Verformungen meistern: Intelligentes 3D-Richten von großen Gussteilen
19.01.2023 Technologien & Prozesse Weiterverarbeitung von Gussteilen Expertenstimmen

Verformungen meistern: Intelligentes 3D-Richten von großen Gussteilen

Konventionelle Verfahren wie das manuelle Richten reichen nicht mehr aus, um den Verzug von großen Aluminiumgussteilen zu beherrschen. Automatische, intelligente Richtsysteme, die sich durch selbstlernende Algorithmen anpassen, sind daher mehr und mehr die Lösung für Gießer und ermöglichen die wirtschaftliche Produktion von großen und komplexen Gussteilen mit hohen mechanischen Eigenschaften und engen Toleranzen. Ein Gastbeitrag von den Experten Philipp Hettich und Martin Hartlieb.

Längsrichtmaschine 3D-Richtsystem für das Richten mit drei Freiheitsgraden.
Die Transportindustrie verwendet zunehmen Aluminiumgussteile. Das ermöglicht große und sehr komplexe Formen und damit die Integration verschiedener Teile und Funktionen in ein einziges Gussteil. Komplizierte und kostspielige Baugruppen werden dadurch vermieden.
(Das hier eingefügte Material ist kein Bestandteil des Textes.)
//! # photo-trail
//!
//! Turns the GPS positions and capture times embedded in JPEG photos into a
//! KML map: one coloured track per day, one placemark per photo, plus any GPX
//! logs recorded alongside.
//!
//! # Architecture
//!
//! ```text
//! discover    dirs/     →  JPEG + GPX paths             (walkdir)
//! extract     JPEG      →  raw tags                     (exiftool -stay_open)
//! normalize   raw tags  →  PhotoFix                     (skip on bad data)
//! aggregate   photos    →  day tracks + photo placemarks
//!             GPX       →  interval index → GPX tracks
//! assemble    model     →  KML text                     (quick-xml)
//! ```
//!
//! The external tools sit behind the traits in [`tools`], so every stage after
//! extraction is a plain function of in-memory data and is unit tested that
//! way.
//!
//! # Module Map
//!
//! | Module | Role |
//! |--------|------|
//! | [`interval`] | Sorted, non-overlapping closed-interval index with point lookup |
//! | [`metadata`] | Raw EXIF tags → signed position + local timestamp, or the reason not |
//! | [`aggregate`] | Day tracks, GPX tracks, photo placemarks, duplicate handling, palette |
//! | [`offset`] | Camera clock offset from one reference photo or a vote over many |
//! | [`kml`] | Document model, writer, and the reader used by update mode |
//! | [`scan`] | Source directory walk and per-photo extraction |
//! | [`gpx`] | GPX track loading |
//! | [`caption`] | Photo URL and balloon HTML |
//! | [`orient`] | Lossless re-orientation driven by the EXIF `Orientation` tag |
//! | [`tools`] | `exiftool` and `jpegtran` behind traits |
//! | [`pipeline`] | The command workflows and all-or-nothing output writing |
//! | [`config`] | Layered options: command line over config file over defaults |
//! | [`output`] | CLI summaries |
//!
//! # Design Decisions
//!
//! ## Captions Are Built Eagerly
//!
//! A caption is HTML and ends up inside a KML `<description>`. It is rendered
//! with Maud while the placemark is built and written as CDATA, so no later
//! pass has to patch the serialized document.
//!
//! ## Overlapping GPX Tracks Are an Error
//!
//! Photos are matched to the GPX track that was recording when they were
//! taken. If two tracks cover the same instant the match is ambiguous, so the
//! run stops instead of picking one.
//!
//! ## Update Mode Reads What It Wrote
//!
//! `--update` parses the existing document back into the same model the
//! writer uses. The palette resumes after the existing tracks, and
//! placemarks that already exist are skipped or, with `--replace`, replaced.

pub mod aggregate;
pub mod caption;
pub mod config;
pub mod gpx;
pub mod interval;
pub mod kml;
pub mod metadata;
pub mod offset;
pub mod orient;
pub mod output;
pub mod pipeline;
pub mod scan;
pub mod tools;

#[cfg(test)]
pub(crate) mod test_helpers;
// src/core/topology/state.rs

//! The shared topology arena and the status derivation that runs over it.
//!
//! Entities reference each other by stable identity (host address,
//! `host:port`, group id, sorted couple id); the four repositories are the
//! sole owners. All mutation is serialised by the single lock the arena
//! lives behind.

use std::collections::BTreeSet;

use tracing::info;

use crate::core::MastermindError;
use crate::core::stats::NodeStat;
use crate::core::topology::couple::{Couple, CoupleId, CoupleMeta};
use crate::core::topology::group::{Group, GroupId, GroupMeta};
use crate::core::topology::host::Host;
use crate::core::topology::node::Node;
use crate::core::topology::repository::Repository;
use crate::core::topology::status::Status;

/// The whole in-memory model of the fleet. Rebuilt from scratch on start;
/// nothing here is persisted.
#[derive(Debug, Default)]
pub struct ClusterState {
    pub hosts: Repository<String, Host>,
    pub nodes: Repository<String, Node>,
    pub groups: Repository<GroupId, Group>,
    pub couples: Repository<CoupleId, Couple>,
}

impl ClusterState {
    pub fn new() -> Self {
        ClusterState {
            hosts: Repository::new(),
            nodes: Repository::new(),
            groups: Repository::new(),
            couples: Repository::new(),
        }
    }

    // --- Aggregated statistics ---

    /// Sum of the group's node snapshots, or `None` while any node still
    /// lacks statistics.
    pub fn group_stat(&self, group_id: GroupId) -> Option<NodeStat> {
        let group = self.groups.get(&group_id)?;
        if group.nodes.is_empty() {
            return None;
        }
        let mut acc: Option<NodeStat> = None;
        for key in &group.nodes {
            let stat = self.nodes.get(key)?.stat?;
            acc = Some(match acc {
                Some(prev) => prev + stat,
                None => stat,
            });
        }
        acc
    }

    /// Bottleneck across the couple's group aggregates, or `None` while any
    /// member group cannot produce one.
    pub fn couple_stat(&self, id: &CoupleId) -> Option<NodeStat> {
        let couple = self.couples.get(id)?;
        let mut acc: Option<NodeStat> = None;
        for gid in &couple.groups {
            let stat = self.group_stat(*gid)?;
            acc = Some(match acc {
                Some(prev) => prev * stat,
                None => stat,
            });
        }
        acc
    }

    // --- Status derivation (bottom-up: node -> group -> couple) ---

    fn set_group_status(&mut self, group_id: GroupId, status: Status, text: String) -> Status {
        if let Some(group) = self.groups.get_mut(&group_id) {
            group.status = status;
            group.status_text = text;
        }
        status
    }

    /// Derives a group's status. Evaluated in order; the first matching rule
    /// wins. Refreshes the statuses of the group's nodes along the way.
    pub fn update_group_status(&mut self, group_id: GroupId, now: f64) -> Option<Status> {
        let (node_keys, meta, couple_id) = {
            let group = self.groups.get(&group_id)?;
            (group.nodes.clone(), group.meta.clone(), group.couple.clone())
        };

        if node_keys.is_empty() {
            return Some(self.set_group_status(
                group_id,
                Status::Init,
                format!("Group {group_id} is in INIT state because there are no nodes serving this group"),
            ));
        }

        let meta = match meta {
            Some(meta) if !meta.couple.is_empty() => meta,
            _ => {
                return Some(self.set_group_status(
                    group_id,
                    Status::Init,
                    format!("Group {group_id} is in INIT state because there is no coupling info"),
                ));
            }
        };

        let mut statuses = Vec::with_capacity(node_keys.len());
        for key in &node_keys {
            if let Some(node) = self.nodes.get_mut(key) {
                statuses.push(node.update_status(now));
            }
        }

        if statuses.contains(&Status::Ro) {
            return Some(self.set_group_status(
                group_id,
                Status::Ro,
                format!("Group {group_id} is in Read-Only state because there are read-only nodes"),
            ));
        }

        if !statuses.iter().all(|s| *s == Status::Ok) {
            return Some(self.set_group_status(
                group_id,
                Status::Bad,
                format!("Group {group_id} is in Bad state because some node statuses are not OK"),
            ));
        }

        let Some(couple_id) = couple_id else {
            return Some(self.set_group_status(
                group_id,
                Status::Bad,
                format!("Group {group_id} is in Bad state because its couple was not created"),
            ));
        };

        if !self.check_couple_groups(&couple_id, &meta.couple) {
            return Some(self.set_group_status(
                group_id,
                Status::Bad,
                format!("Group {group_id} is in Bad state because couple check fails"),
            ));
        }

        if meta.namespace.is_empty() {
            return Some(self.set_group_status(
                group_id,
                Status::Bad,
                format!("Group {group_id} is in Bad state because no namespace has been assigned to it"),
            ));
        }

        let couple_ns = self.couple_namespace(&couple_id);
        if couple_ns.as_deref() != Some(meta.namespace.as_str()) {
            return Some(self.set_group_status(
                group_id,
                Status::Bad,
                format!(
                    "Group {group_id} is in Bad state because its namespace doesn't correspond to couple namespace ({})",
                    couple_ns.unwrap_or_default()
                ),
            ));
        }

        Some(self.set_group_status(group_id, Status::Coupled, format!("Group {group_id} is OK")))
    }

    /// Derives a couple's status after refreshing every member group.
    pub fn update_couple_status(&mut self, id: &CoupleId, now: f64) -> Option<Status> {
        let (member_ids, frozen) = {
            let couple = self.couples.get(id)?;
            (couple.groups.clone(), couple.is_frozen())
        };

        let statuses: Vec<Status> = member_ids
            .iter()
            .map(|gid| self.update_group_status(*gid, now).unwrap_or(Status::Init))
            .collect();

        let metas: Vec<Option<GroupMeta>> = member_ids
            .iter()
            .map(|gid| self.groups.get(gid).and_then(|g| g.meta.clone()))
            .collect();

        let status;
        let text;
        if metas.iter().any(|m| *m != metas[0]) {
            status = Status::Bad;
            text = format!("Couple {id} is in Bad state because its groups disagree on metadata");
        } else if statuses.iter().all(|s| *s == Status::Coupled) {
            if frozen {
                status = Status::Frozen;
                text = format!("Couple {id} is frozen");
            } else {
                status = Status::Ok;
                text = format!("Couple {id} is OK");
            }
        } else if statuses.contains(&Status::Init) {
            status = Status::Init;
            text = format!("Couple {id} is in INIT state because some groups are not initialized");
        } else if statuses.contains(&Status::Bad) {
            status = Status::Bad;
            text = format!("Couple {id} is in Bad state because some groups are in Bad state");
        } else if statuses.contains(&Status::Ro) {
            status = Status::Ro;
            text = format!("Couple {id} is in Read-Only state because some groups are read-only");
        } else {
            status = Status::Bad;
            text = format!("Couple {id} is in Bad state");
        }

        if let Some(couple) = self.couples.get_mut(id) {
            couple.status = status;
            couple.status_text = text;
        }
        Some(status)
    }

    /// Refreshes node statuses, then the group, then the enclosing couple
    /// (when there is one, the couple pass re-derives the group as well).
    pub fn update_group_status_recursive(&mut self, group_id: GroupId, now: f64) {
        let (node_keys, couple_id) = match self.groups.get(&group_id) {
            Some(group) => (group.nodes.clone(), group.couple.clone()),
            None => return,
        };
        for key in &node_keys {
            if let Some(node) = self.nodes.get_mut(key) {
                node.update_status(now);
            }
        }
        match couple_id {
            Some(couple_id) => {
                self.update_couple_status(&couple_id, now);
            }
            None => {
                self.update_group_status(group_id, now);
            }
        }
    }

    // --- Cross-group agreement ---

    /// True iff every member's `meta.couple` matches `ids` and `ids` matches
    /// the couple's own member set.
    pub fn check_couple_groups(&self, id: &CoupleId, ids: &[GroupId]) -> bool {
        let Some(couple) = self.couples.get(id) else {
            return false;
        };

        let id_set: BTreeSet<GroupId> = ids.iter().copied().collect();
        for gid in &couple.groups {
            let Some(meta) = self.groups.get(gid).and_then(|g| g.meta.as_ref()) else {
                return false;
            };
            if meta.couple.is_empty() {
                return false;
            }
            let member_view: BTreeSet<GroupId> = meta.couple.iter().copied().collect();
            if member_view != id_set {
                return false;
            }
        }

        let own_set: BTreeSet<GroupId> = couple.groups.iter().copied().collect();
        own_set == id_set
    }

    /// The couple's namespace: the namespace of its first group's meta.
    pub fn couple_namespace(&self, id: &CoupleId) -> Option<String> {
        let couple = self.couples.get(id)?;
        let first = couple.groups.first()?;
        self.groups
            .get(first)
            .and_then(|g| g.meta.as_ref())
            .map(|m| m.namespace.clone())
    }

    // --- Lifecycle ---

    /// Creates (or reuses) the couple over `ids`, materialising placeholder
    /// groups for ids the statistics feed has not shown yet.
    pub fn create_couple(&mut self, ids: &[GroupId]) -> Result<CoupleId, MastermindError> {
        let id = CoupleId::new(ids.iter().copied());
        if id.is_empty() {
            return Err(MastermindError::precondition("empty couple"));
        }
        if self.couples.contains(&id) {
            return Ok(id);
        }

        for gid in id.groups() {
            if !self.groups.contains(gid) {
                info!("group {gid} is not known yet, adding a placeholder for couple {id}");
                self.groups.add(*gid, Group::new(*gid));
            }
        }

        for gid in id.groups() {
            if let Some(existing) = self.groups.get(gid).and_then(|g| g.couple.as_ref()) {
                return Err(MastermindError::Consistency(format!(
                    "Group {gid} is already in couple {existing}"
                )));
            }
        }

        for gid in id.groups() {
            if let Some(group) = self.groups.get_mut(gid) {
                group.couple = Some(id.clone());
            }
        }
        self.couples.add(id.clone(), Couple::new(id.clone()));
        Ok(id)
    }

    /// Unbinds every member group (dropping their metas) and removes the
    /// couple from the repository.
    pub fn destroy_couple(&mut self, id: &CoupleId) {
        let member_ids = match self.couples.get(id) {
            Some(couple) => couple.groups.clone(),
            None => return,
        };
        for gid in member_ids {
            if let Some(group) = self.groups.get_mut(&gid) {
                group.couple = None;
                group.meta = None;
            }
        }
        self.couples.remove(id);
    }

    /// Applies a freshly read symmetric-groups blob to a group. Returns the
    /// peer ids the blob references so the sweep can drain them next.
    pub fn apply_group_metadata(
        &mut self,
        group_id: GroupId,
        blob: &[u8],
    ) -> Result<Vec<GroupId>, MastermindError> {
        let meta = GroupMeta::parse(blob)?;
        let referenced: Vec<GroupId> = meta
            .couple
            .iter()
            .copied()
            .filter(|id| *id != group_id)
            .collect();
        let couple_ids = meta.couple.clone();

        self.groups
            .add_with(group_id, || Group::new(group_id))
            .meta = Some(meta);

        if !couple_ids.is_empty() {
            let id = CoupleId::new(couple_ids);
            if !self.couples.contains(&id) {
                info!("creating couple {id}");
                let members = id.groups().to_vec();
                self.create_couple(&members)?;
            }
        }
        Ok(referenced)
    }

    /// Drops the group's meta after a failed or empty metadata read.
    pub fn clear_group_meta(&mut self, group_id: GroupId) {
        if let Some(group) = self.groups.get_mut(&group_id) {
            group.clear_meta();
        }
    }

    pub fn set_couple_meta(&mut self, id: &CoupleId, meta: Option<CoupleMeta>) {
        if let Some(couple) = self.couples.get_mut(id) {
            couple.meta = meta;
        }
    }

    /// Removes a node from its group and destroys it, unlinking it from the
    /// host while keeping the destroyed entity addressable.
    pub fn detach_node(
        &mut self,
        group_id: GroupId,
        node_key: &str,
    ) -> Result<(), MastermindError> {
        let group = self
            .groups
            .get_mut(&group_id)
            .ok_or_else(|| MastermindError::not_found(format!("Group {group_id} is not found")))?;
        if !group.remove_node(node_key) {
            return Err(MastermindError::not_found(format!(
                "Node {node_key} not found in group {group_id}"
            )));
        }

        if let Some(node) = self.nodes.get_mut(&node_key.to_string()) {
            node.destroyed = true;
            node.group = None;
            if let Some(host_addr) = node.host.take() {
                if let Some(host) = self.hosts.get_mut(&host_addr) {
                    host.nodes.retain(|n| n != node_key);
                }
            }
        }
        Ok(())
    }

    /// Ids of the groups that belong to no couple.
    pub fn uncoupled_groups(&self) -> Vec<GroupId> {
        self.groups
            .iter()
            .filter(|(_, group)| group.couple.is_none())
            .map(|(id, _)| *id)
            .collect()
    }
}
Aber auch die zunehmende Elektrifizierung von Fahrzeugen verlagert den Markt für Gussteile. Die Branche bewegt sich weg von traditionellen Powertrain Gusserzeugnissen und hin zu Fahrzeugstrukturen, Fahrwerksteilen, Querträgern und Teilrahmen sowie Gehäusen und Batterieträgern.

Diese neuen Teile haben allerdings geringe Toleranzwerte und hohe mechanische Anforderungen, um die Unfallsicherheit zu gewährleisten. Das stellt Gusslieferanten vor neue Herausforderungen: Das Auswerfen derart großer Gussteile aus den Formen und Wärmebehandlungen, insbesondere schnelles Abschrecken, kann die Gussteile verformen. Diese Prozesse sind aber oft unvermeidlich, um die geforderten Eigenschaften zu erreichen. 

Gusslieferanten können Wärmebehandlungen umgehen, indem sie selbsthärtende Legierungen oder einfaches T5 ausnutzen, aber auch dann erfüllen die Gussteile die strengen Toleranzanforderungen eher selten. Herkömmliche Verfahren wie das manuelle Richten reichen nicht mehr aus, um die auftretenden Verformungen zu bewältigen, und sind bei sehr großen Gussstücken auch nicht durchführbar. 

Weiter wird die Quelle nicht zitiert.